Molecular Characterization of Oxaliplatin‐Induced Peripheral Neurotoxicity: The Complex Spectrum of Painful Manifestations

Background and Aims Oxaliplatin (OHP) induced peripheral neurotoxicity (OIPN) is a complex spectrum comprising an acute and a chronic form. Acute OIPN leads to unpleasant transient sensations in the 24–72 h after chemotherapy, due to a temporary dysfunction in ion channels (i.e., axonal hyperexcitability in the absence of anatomical damage). Whereas chronic OIPN is characterized by painful manifestations.

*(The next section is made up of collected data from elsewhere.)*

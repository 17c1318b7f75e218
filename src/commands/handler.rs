use super::Session;
use crate::core::error::StateError;
use crate::display;
use crate::store::Readable;
use crate::types::{Chat, Message, Model, ProviderData, Role, Settings};
use serde::de::DeserializeOwned;
use serde_json::Value;
use tracing::info;

use console::style;

pub trait CommandHandler: Send + Sync {
    fn execute(&self, session: &mut Session, args: &str) -> Result<Option<String>, StateError>;
    fn help(&self) -> &'static str;
}

fn parse_payload<T: DeserializeOwned>(args: &str, what: &str) -> Result<T, StateError> {
    let args = args.trim();
    if args.is_empty() {
        return Err(StateError::Input(format!("Missing {} payload", what)));
    }
    serde_json::from_str(args)
        .map_err(|e| StateError::Input(format!("Invalid {} payload: {}", what, e)))
}

fn split_first(args: &str) -> (&str, &str) {
    let args = args.trim();
    match args.split_once(char::is_whitespace) {
        Some((first, rest)) => (first, rest.trim()),
        None => (args, ""),
    }
}

pub struct QuitCommand;
pub struct HelpCommand;
pub struct ModelsCommand;
pub struct ProvidersCommand;
pub struct SettingsCommand;
pub struct SetCommand;
pub struct ChatsCommand;
pub struct SelectCommand;
pub struct DeselectCommand;
pub struct LoadingCommand;
pub struct MessageCommand;
pub struct RespondCommand;
pub struct ClearCommand;
pub struct RenameCommand;
pub struct RemoveCommand;
pub struct ModelCommand;
pub struct ShowCommand;
pub struct DumpCommand;

impl CommandHandler for QuitCommand {
    fn execute(&self, session: &mut Session, _args: &str) -> Result<Option<String>, StateError> {
        session.should_continue = false;
        Ok(None)
    }

    fn help(&self) -> &'static str {
        "/quit - Stop reading commands"
    }
}

impl CommandHandler for HelpCommand {
    fn execute(&self, _session: &mut Session, _args: &str) -> Result<Option<String>, StateError> {
        let title = style("Available Commands").bold().underlined();
        let help_text = [
            title.to_string(),
            ModelsCommand.help().to_string(),
            ProvidersCommand.help().to_string(),
            SettingsCommand.help().to_string(),
            SetCommand.help().to_string(),
            ChatsCommand.help().to_string(),
            SelectCommand.help().to_string(),
            DeselectCommand.help().to_string(),
            LoadingCommand.help().to_string(),
            MessageCommand.help().to_string(),
            RespondCommand.help().to_string(),
            ClearCommand.help().to_string(),
            RenameCommand.help().to_string(),
            RemoveCommand.help().to_string(),
            ModelCommand.help().to_string(),
            ShowCommand.help().to_string(),
            DumpCommand.help().to_string(),
            HelpCommand.help().to_string(),
            QuitCommand.help().to_string(),
            style("Lines without a leading '/' are added as user messages.")
                .dim()
                .to_string(),
        ]
        .join("\n");

        Ok(Some(help_text))
    }

    fn help(&self) -> &'static str {
        "/help - Show available commands"
    }
}

impl CommandHandler for ModelsCommand {
    fn execute(&self, session: &mut Session, args: &str) -> Result<Option<String>, StateError> {
        let models: Vec<Model> = parse_payload(args, "models")?;
        let count = models.len();
        session.state.set_models(models);

        let mut output = format!("Loaded {} models", count);
        if session.state.selected_model().with(Option::is_none) {
            if let Some((provider, model)) = &session.preferred_model {
                if session.state.select_model_by_name(provider, model) {
                    info!(provider = %provider, model = %model, "preferred model selected");
                    output.push_str(&format!(" (selected {}/{})", provider, model));
                }
            }
        }
        Ok(Some(output))
    }

    fn help(&self) -> &'static str {
        "/models <json> - Replace the available models"
    }
}

impl CommandHandler for ProvidersCommand {
    fn execute(&self, session: &mut Session, args: &str) -> Result<Option<String>, StateError> {
        let providers: Vec<ProviderData> = parse_payload(args, "providers")?;
        let count = providers.len();
        session.state.set_providers(providers);
        Ok(Some(format!("Loaded {} providers", count)))
    }

    fn help(&self) -> &'static str {
        "/providers <json> - Replace the provider list"
    }
}

impl CommandHandler for SettingsCommand {
    fn execute(&self, session: &mut Session, args: &str) -> Result<Option<String>, StateError> {
        match parse_payload::<Value>(args, "settings")? {
            Value::Null => {
                session.state.unload_settings();
                Ok(Some("Settings unloaded".to_string()))
            }
            Value::Object(settings) => {
                session.state.load_settings(settings);
                Ok(Some("Settings loaded".to_string()))
            }
            other => Err(StateError::Input(format!(
                "Settings must be an object or null, got {}",
                other
            ))),
        }
    }

    fn help(&self) -> &'static str {
        "/settings <json|null> - Load (or unload) the full settings object"
    }
}

impl CommandHandler for SetCommand {
    fn execute(&self, session: &mut Session, args: &str) -> Result<Option<String>, StateError> {
        let partial: Settings = parse_payload(args, "settings")?;
        let keys = partial.len();
        let loaded = session.state.settings().with(Option::is_some);
        session.state.update_settings(partial);

        let output = if loaded {
            format!("Updated {} setting(s)", keys)
        } else {
            "Settings not loaded yet; update ignored".to_string()
        };
        Ok(Some(output))
    }

    fn help(&self) -> &'static str {
        "/set <json> - Merge a partial settings object"
    }
}

impl CommandHandler for ChatsCommand {
    fn execute(&self, session: &mut Session, args: &str) -> Result<Option<String>, StateError> {
        let chats: Vec<Chat> = parse_payload(args, "chats")?;
        let count = chats.len();
        session.state.update_chats(chats);
        Ok(Some(format!("Loaded {} chats", count)))
    }

    fn help(&self) -> &'static str {
        "/chats <json> - Replace the chat list"
    }
}

impl CommandHandler for SelectCommand {
    fn execute(&self, session: &mut Session, args: &str) -> Result<Option<String>, StateError> {
        let (chat_id, payload) = split_first(args);
        if chat_id.is_empty() {
            return Err(StateError::Input("Usage: /select <chat_id> [messages-json]".to_string()));
        }
        let messages: Vec<Message> = if payload.is_empty() {
            Vec::new()
        } else {
            parse_payload(payload, "messages")?
        };
        let count = messages.len();
        session.state.set_current_chat(chat_id, messages);
        Ok(Some(format!("Selected chat {} ({} messages)", chat_id, count)))
    }

    fn help(&self) -> &'static str {
        "/select <chat_id> [messages-json] - Select a chat and load its messages"
    }
}

impl CommandHandler for DeselectCommand {
    fn execute(&self, session: &mut Session, _args: &str) -> Result<Option<String>, StateError> {
        session.state.deselect_chat();
        Ok(Some("Selection cleared".to_string()))
    }

    fn help(&self) -> &'static str {
        "/deselect - Clear the selected chat and its messages"
    }
}

impl CommandHandler for LoadingCommand {
    fn execute(&self, session: &mut Session, args: &str) -> Result<Option<String>, StateError> {
        let is_loading = match args.trim() {
            "on" | "true" => true,
            "off" | "false" => false,
            other => {
                return Err(StateError::Input(format!(
                    "Expected on/off, got '{}'",
                    other
                )));
            }
        };
        session.state.set_loading(is_loading);
        Ok(None)
    }

    fn help(&self) -> &'static str {
        "/loading <on|off> - Set the loading flag"
    }
}

impl CommandHandler for MessageCommand {
    fn execute(&self, session: &mut Session, args: &str) -> Result<Option<String>, StateError> {
        let (role, content) = split_first(args);
        let role: Role = role.parse()?;
        session.state.add_message(Message::new(role, content));
        Ok(None)
    }

    fn help(&self) -> &'static str {
        "/message <role> <content> - Append a message (role: user, assistant, system, animate)"
    }
}

impl CommandHandler for RespondCommand {
    fn execute(&self, session: &mut Session, args: &str) -> Result<Option<String>, StateError> {
        let model_name = session
            .state
            .selected_model()
            .with(|model| model.as_ref().map(|m| m.model_name.clone()))
            .unwrap_or_default();
        session
            .state
            .resolve_response(Message::assistant(args.trim()).with_model(model_name));
        Ok(None)
    }

    fn help(&self) -> &'static str {
        "/respond <content> - Finish the pending response with this content"
    }
}

impl CommandHandler for ClearCommand {
    fn execute(&self, session: &mut Session, _args: &str) -> Result<Option<String>, StateError> {
        session.state.clear_messages();
        Ok(Some("Messages cleared.".to_string()))
    }

    fn help(&self) -> &'static str {
        "/clear - Clear the current messages"
    }
}

impl CommandHandler for RenameCommand {
    fn execute(&self, session: &mut Session, args: &str) -> Result<Option<String>, StateError> {
        let (chat_id, name) = split_first(args);
        if chat_id.is_empty() || name.is_empty() {
            return Err(StateError::Input("Usage: /rename <chat_id> <name>".to_string()));
        }
        session.state.rename_chat(chat_id, name);
        Ok(None)
    }

    fn help(&self) -> &'static str {
        "/rename <chat_id> <name> - Rename a chat"
    }
}

impl CommandHandler for RemoveCommand {
    fn execute(&self, session: &mut Session, args: &str) -> Result<Option<String>, StateError> {
        let chat_id = args.trim();
        if chat_id.is_empty() {
            return Err(StateError::Input("Usage: /remove <chat_id>".to_string()));
        }
        session.state.remove_chat(chat_id);
        Ok(None)
    }

    fn help(&self) -> &'static str {
        "/remove <chat_id> - Remove a chat from the list"
    }
}

impl CommandHandler for ModelCommand {
    fn execute(&self, session: &mut Session, args: &str) -> Result<Option<String>, StateError> {
        match args.trim() {
            "" => {
                let current = session
                    .state
                    .selected_model()
                    .with(|model| model.as_ref().map(Model::qualified_name));
                Ok(Some(format!(
                    "Current model: {}",
                    current.unwrap_or_else(|| "none".to_string())
                )))
            }
            "none" => {
                session.state.clear_selected_model();
                Ok(Some("Model selection cleared".to_string()))
            }
            name => {
                let (provider, model) = name.split_once('/').ok_or_else(|| {
                    StateError::Input(format!("Expected provider/model, got '{}'", name))
                })?;
                if session.state.select_model_by_name(provider, model) {
                    Ok(Some(format!("Model changed to: {}", name)))
                } else {
                    Err(StateError::Input(format!("Model not available: {}", name)))
                }
            }
        }
    }

    fn help(&self) -> &'static str {
        "/model [provider/model|none] - Show or change the selected model"
    }
}

impl CommandHandler for ShowCommand {
    fn execute(&self, session: &mut Session, _args: &str) -> Result<Option<String>, StateError> {
        Ok(Some(display::render_state(&session.state)))
    }

    fn help(&self) -> &'static str {
        "/show - Print the stores and derived views"
    }
}

impl CommandHandler for DumpCommand {
    fn execute(&self, session: &mut Session, _args: &str) -> Result<Option<String>, StateError> {
        let json = serde_json::to_string_pretty(&session.state.snapshot())?;
        Ok(Some(json))
    }

    fn help(&self) -> &'static str {
        "/dump - Print the full state as JSON"
    }
}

Literature data showed that a more pronounced acute OIPN could be an early predictor of chronic OIPN; thus, acute OIPN is becoming a possible target to prevent chronic OIPN. We went back to the bench side to characterize the complexity of painful phenomena experienced by OHP-treated patients. Methods Female OHP-treated (3 mg/Kg, 2qwx4ws, iv) and control rats (n = 10/group) were studied. Acute OIPN was detected via nerve excitability testing (NET), whereas chronic OIPN was assessed via behavioral tests, nerve conduction studies (NCS), and neuropathology (including immunohistochemistry on lumbar spinal cord specimens) both at the end of the full chemotherapy treatment (4 weeks) and at 6 weeks of follow-up. NET was also performed 1 week after treatment completion. Results NET alterations related to acute OIPN were resolved within a week after chemotherapy. Whereas, chronic OIPN encountered only partial recovery over time, with prominent small fiber damage. Immunolabeling of the spinal cord at the end of treatment and after the follow-up period was consistent with persistent neuropathic pain. Interpretation Our data supports the statement that unpleasant manifestations due to acute and chronic OIPN mirror different underlying phenomena and assessment as two separate entities should be considered in both clinical and preclinical studies.